---------- Data listing

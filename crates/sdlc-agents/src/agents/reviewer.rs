//! Reviewer role: surface drafted stories to the human and relay the
//! verdict into the message channel.

use tracing::{debug, info, warn};

use crate::approval::Decision;
use crate::state_machine::Phase;
use crate::tools::ToolError;

use super::TurnContext;

/// Marker the machine expects once stories have been shown.
pub const DISPLAYED_MARKER: &str = "stories displayed";

pub async fn take_turn(ctx: &TurnContext<'_>) -> Result<String, ToolError> {
    match ctx.machine.phase() {
        Phase::DisplayingStories => match ctx.machine.stories() {
            Some(stories) if !stories.is_empty() => {
                ctx.gate.publish(stories);
                Ok(DISPLAYED_MARKER.to_string())
            }
            _ => {
                warn!("no stories to display");
                Ok("error: no stories to display".to_string())
            }
        },

        Phase::WaitingApproval => {
            debug!("awaiting human verdict");
            match ctx.gate.wait_decision().await {
                Decision::Approve => {
                    let stories = ctx.machine.stories().unwrap_or(&[]);
                    info!(count = stories.len(), "approval received, forwarding");
                    Ok(format!(
                        "create these tickets: {}",
                        serde_json::to_string(stories)?
                    ))
                }
                Decision::Revise => Ok("revise: stories rejected by reviewer".to_string()),
            }
        }

        phase => {
            // Should not be scheduled outside the review phases.
            warn!(%phase, "reviewer scheduled outside review phases");
            Ok(String::new())
        }
    }
}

--------------------

- Problem: Nothing in the records may be altered; restate them word for word.

- Response to this exercise:
filename crates/sdlc-agents/src/agents/reviewer.rs
//! Reviewer role: surface drafted stories to the human and relay the
//! verdict into the message channel.

use tracing::{debug, info, warn};

use crate::approval::Decision;
use crate::state_machine::Phase;
use crate::tools::ToolError;

use super::TurnContext;

/// Marker the machine expects once stories have been shown.
pub const DISPLAYED_MARKER: &str = "stories displayed";

pub async fn take_turn(ctx: &TurnContext<'_>) -> Result<String, ToolError> {
    match ctx.machine.phase() {
        Phase::DisplayingStories => match ctx.machine.stories() {
            Some(stories) if !stories.is_empty() => {
                ctx.gate.publish(stories);
                Ok(DISPLAYED_MARKER.to_string())
            }
            _ => {
                warn!("no stories to display");
                Ok("error: no stories to display".to_string())
            }
        },

        Phase::WaitingApproval => {
            debug!("awaiting human verdict");
            match ctx.gate.wait_decision().await {
                Decision::Approve => {
                    let stories = ctx.machine.stories().unwrap_or(&[]);
                    info!(count = stories.len(), "approval received, forwarding");
                    Ok(format!(
                        "create these tickets: {}",
                        serde_json::to_string(stories)?
                    ))
                }
                Decision::Revise => Ok("revise: stories rejected by reviewer".to_string()),
            }
        }

        phase => {
            // Should not be scheduled outside the review phases.
            warn!(%phase, "reviewer scheduled outside review phases");
            Ok(String::new())
        }
    }
}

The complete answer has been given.